La montagna di ciddì e vinili che possedevo l’ho caricata tutta in macchina di Gigi. Gigi mi accompagnerà, la lasceremo sul ciglio di una provinciale. Devo imparare, ora, a parlare per connessioni d’immagini, come l’americani. Mai più coordinate e subordinate: il discorso è una serie di pensieri carini da copiare e incollare nella testa del tuo interlocutore. Troppe vocali inutili, tra le mie parole. Troppi spazi sprecati, dentro le mie frasi. La vera cnqst del 20° sec. è ottimizz il tmpo. Unità di tmp, poke e bn definite. La vita è breve, nn rkordo manco + ki me lo disse.

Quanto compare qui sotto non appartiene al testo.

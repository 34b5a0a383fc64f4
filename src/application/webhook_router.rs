//! Turns verified webhook payloads into service calls.

use log::{debug, info};
use serde::de::DeserializeOwned;
use serde::Deserialize;
use serde_json::Value;
use uuid::Uuid;

use super::fulfillment_requests::FulfillmentRequestHandler;
use super::fulfillment_sync::{FulfillmentSync, InboundShipment, LineRef, OrderRef, ShippedLine};
use super::import_service::ImportService;
use super::store_service::StoreService;
use crate::domain::activity::Actor;
use crate::domain::errors::DomainError;
use crate::domain::fulfillment::{FulfillmentSource, FulfillmentStatus, Tracking};
use crate::domain::order::OrderOwner;
use crate::domain::store::Platform;
use crate::domain::webhook::{WebhookEnvelope, WebhookTopic};

/// Numeric or string ids; storefronts use both.
#[derive(Debug, Clone, Deserialize)]
#[serde(untagged)]
enum ExternalId {
    Number(u64),
    Text(String),
}

impl ExternalId {
    fn into_string(self) -> String {
        match self {
            ExternalId::Number(n) => n.to_string(),
            ExternalId::Text(s) => s,
        }
    }
}

#[derive(Debug, Deserialize)]
struct OrderPayload {
    id: ExternalId,
}

#[derive(Debug, Deserialize)]
struct FulfillmentLinePayload {
    id: ExternalId,
    quantity: i32,
}

#[derive(Debug, Deserialize)]
struct FulfillmentPayload {
    id: ExternalId,
    order_id: Option<ExternalId>,
    status: Option<String>,
    shipment_status: Option<String>,
    tracking_company: Option<String>,
    tracking_number: Option<String>,
    tracking_url: Option<String>,
    #[serde(default)]
    notify_customer: bool,
    #[serde(default)]
    line_items: Vec<FulfillmentLinePayload>,
}

#[derive(Debug, Deserialize)]
struct CustomerRedactPayload {
    #[serde(default)]
    orders_to_redact: Vec<ExternalId>,
}

#[derive(Debug, Deserialize)]
struct FulfillmentOrderNotificationPayload {
    kind: String,
}

#[derive(Debug, Deserialize)]
struct ProductionItemPayload {
    variant_mapping_id: Uuid,
    quantity: i32,
}

#[derive(Debug, Deserialize)]
struct ProductionShipmentPayload {
    id: String,
    order_reference: String,
    status: String,
    carrier: Option<String>,
    tracking_number: Option<String>,
    tracking_url: Option<String>,
    #[serde(default = "notify_by_default")]
    notify_customer: bool,
    #[serde(default)]
    items: Vec<ProductionItemPayload>,
}

fn notify_by_default() -> bool {
    true
}

fn parse<T: DeserializeOwned>(body: &[u8]) -> Result<T, DomainError> {
    serde_json::from_slice(body)
        .map_err(|e| DomainError::validation(format!("malformed webhook payload: {e}")))
}

/// Shopify fulfillment vocabulary to local status.
pub fn shopify_fulfillment_status(
    status: Option<&str>,
    shipment_status: Option<&str>,
) -> FulfillmentStatus {
    match shipment_status {
        Some("delivered") => return FulfillmentStatus::Delivered,
        Some("in_transit" | "out_for_delivery" | "attempted_delivery") => {
            return FulfillmentStatus::InTransit
        }
        Some("failure") => return FulfillmentStatus::Failed,
        _ => {}
    }
    match status {
        Some("cancelled") => FulfillmentStatus::Cancelled,
        Some("error" | "failure") => FulfillmentStatus::Failed,
        Some("pending" | "open") => FulfillmentStatus::Pending,
        _ => FulfillmentStatus::Shipped,
    }
}

fn production_status(raw: &str) -> Result<FulfillmentStatus, DomainError> {
    match raw {
        "shipped" | "dispatched" => Ok(FulfillmentStatus::Shipped),
        other => other.parse(),
    }
}

#[derive(Clone)]
pub struct WebhookRouter {
    imports: ImportService,
    fulfillments: FulfillmentSync,
    requests: FulfillmentRequestHandler,
    stores: StoreService,
}

impl WebhookRouter {
    pub fn new(
        imports: ImportService,
        fulfillments: FulfillmentSync,
        requests: FulfillmentRequestHandler,
        stores: StoreService,
    ) -> Self {
        Self {
            imports,
            fulfillments,
            requests,
            stores,
        }
    }

    pub fn handle_shopify(
        &self,
        envelope: &WebhookEnvelope,
        body: &[u8],
    ) -> Result<(), DomainError> {
        let domain = envelope
            .shop_domain
            .as_deref()
            .ok_or_else(|| DomainError::validation("missing shop domain"))?;
        let store = self.stores.find_by_domain(Platform::Shopify, domain)?;
        let actor = Actor::System;

        match &envelope.topic {
            WebhookTopic::OrdersCreate | WebhookTopic::OrdersPaid => {
                let payload: OrderPayload = parse(body)?;
                let external_id = payload.id.into_string();
                self.imports
                    .import_or_resync(actor, OrderOwner::Store(store.id), &external_id)?;
            }
            WebhookTopic::FulfillmentsCreate => {
                let payload: FulfillmentPayload = parse(body)?;
                let order_id = payload
                    .order_id
                    .ok_or_else(|| DomainError::validation("fulfillment without order_id"))?
                    .into_string();
                let platform_id = payload.id.into_string();
                let status = shopify_fulfillment_status(
                    payload.status.as_deref(),
                    payload.shipment_status.as_deref(),
                );
                let shipment = InboundShipment {
                    order_ref: OrderRef::External {
                        store_id: store.id,
                        external_order_id: order_id,
                    },
                    external_id: format!("shopify-{platform_id}"),
                    source: FulfillmentSource::Storefront,
                    status,
                    tracking: Tracking {
                        carrier: payload.tracking_company,
                        number: payload.tracking_number,
                        url: payload.tracking_url,
                    },
                    lines: payload
                        .line_items
                        .into_iter()
                        .map(|l| ShippedLine {
                            line_ref: LineRef::ExternalLine(l.id.into_string()),
                            quantity: l.quantity,
                        })
                        .collect(),
                    notify_customer: payload.notify_customer,
                    platform_fulfillment_id: Some(platform_id),
                };
                self.fulfillments.record_shipment(actor, shipment)?;
            }
            WebhookTopic::FulfillmentsUpdate => {
                let payload: FulfillmentPayload = parse(body)?;
                let status = shopify_fulfillment_status(
                    payload.status.as_deref(),
                    payload.shipment_status.as_deref(),
                );
                let tracking = Tracking {
                    carrier: payload.tracking_company,
                    number: payload.tracking_number,
                    url: payload.tracking_url,
                };
                let external_id = format!("shopify-{}", payload.id.into_string());
                self.fulfillments
                    .update_shipment(actor, &external_id, status, Some(tracking))?;
            }
            WebhookTopic::AppUninstalled | WebhookTopic::ShopRedact => {
                self.stores.mark_uninstalled(store.id)?;
            }
            WebhookTopic::CustomersRedact => {
                let payload: CustomerRedactPayload = parse(body)?;
                let ids: Vec<String> = payload
                    .orders_to_redact
                    .into_iter()
                    .map(ExternalId::into_string)
                    .collect();
                self.stores.redact_customer(store.id, &ids)?;
            }
            WebhookTopic::CustomersDataRequest => {
                let payload: Value = parse(body)?;
                info!(
                    "customer data request for {}: {}",
                    store.shop_domain,
                    payload.get("data_request").unwrap_or(&Value::Null)
                );
            }
            WebhookTopic::FulfillmentOrderNotification => {
                let payload: FulfillmentOrderNotificationPayload = parse(body)?;
                match payload.kind.to_ascii_uppercase().as_str() {
                    "FULFILLMENT_REQUEST" => {
                        self.requests.handle_fulfillment_requests(actor, store.id)?;
                    }
                    "CANCELLATION_REQUEST" => {
                        self.requests.handle_cancellation_requests(actor, store.id)?;
                    }
                    other => debug!("ignoring fulfillment order notification kind {other}"),
                }
            }
            WebhookTopic::ProductsCreate | WebhookTopic::ProductsUpdate => {
                let topic = envelope.topic.as_str();
                debug!("{topic} for {} left to catalog sync", store.shop_domain);
            }
            topic => debug!("unhandled shopify topic {}", topic.as_str()),
        }
        Ok(())
    }

    pub fn handle_production(
        &self,
        envelope: &WebhookEnvelope,
        body: &[u8],
    ) -> Result<(), DomainError> {
        let payload: ProductionShipmentPayload = parse(body)?;
        let status = production_status(&payload.status)?;
        let tracking = Tracking {
            carrier: payload.carrier,
            number: payload.tracking_number,
            url: payload.tracking_url,
        };

        match &envelope.topic {
            WebhookTopic::ShipmentCreated => {
                let shipment = InboundShipment {
                    order_ref: OrderRef::Uid(payload.order_reference),
                    external_id: payload.id,
                    source: FulfillmentSource::Production,
                    status,
                    tracking,
                    lines: payload
                        .items
                        .into_iter()
                        .map(|i| ShippedLine {
                            line_ref: LineRef::VariantMapping(i.variant_mapping_id),
                            quantity: i.quantity,
                        })
                        .collect(),
                    notify_customer: payload.notify_customer,
                    platform_fulfillment_id: None,
                };
                self.fulfillments.record_shipment(Actor::System, shipment)?;
            }
            WebhookTopic::ShipmentUpdated => {
                self.fulfillments
                    .update_shipment(Actor::System, &payload.id, status, Some(tracking))?;
            }
            topic => debug!("unhandled production topic {}", topic.as_str()),
        }
        Ok(())
    }
}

Xdere tempo è il peggio crimine cntr la vita, dp l’eutanasia e l’abrt.
Mo’ c’è un mukkio di tempo a disposizione per migliorarsi. Sn un novello, xò farò strd attraverso i risultati. Questa è la via capitalista. Questa è la sola via.
Nn c’è nulla di cui aver paura, nulla di cui dbtr.

venerdì 7 novembre 2008

Indovina chi viene a cena?



In genere non mi sento parte di nulla. La frammentazione è congenita nello spirito, nella mia generazione, nel mio paese. La millenaria difficoltà che gli uomini d'ingegno trovano di fronte alla possibilità di dire incondizionatamente "sì" trova rarissimi intervalli nella storia. Credo che la rivolta di Masaniello sia stato uno di questi. Dal canto mio, non partecipo a manifestazioni, il mio voto non ha certezze, i miei discorsi sono fluidi e - in genere - spero trovino poco seguito.

Oggi mi sento parte di qualcosa. Di una stanca generazione che trova più agevole pensare di poter cambiare il mondo piuttosto che abbandonarsi alla bieca rassegnazione che ha caratterizzato il postsessantotto italiano. Oggi sento di avere un mare di coraggio in più di prima.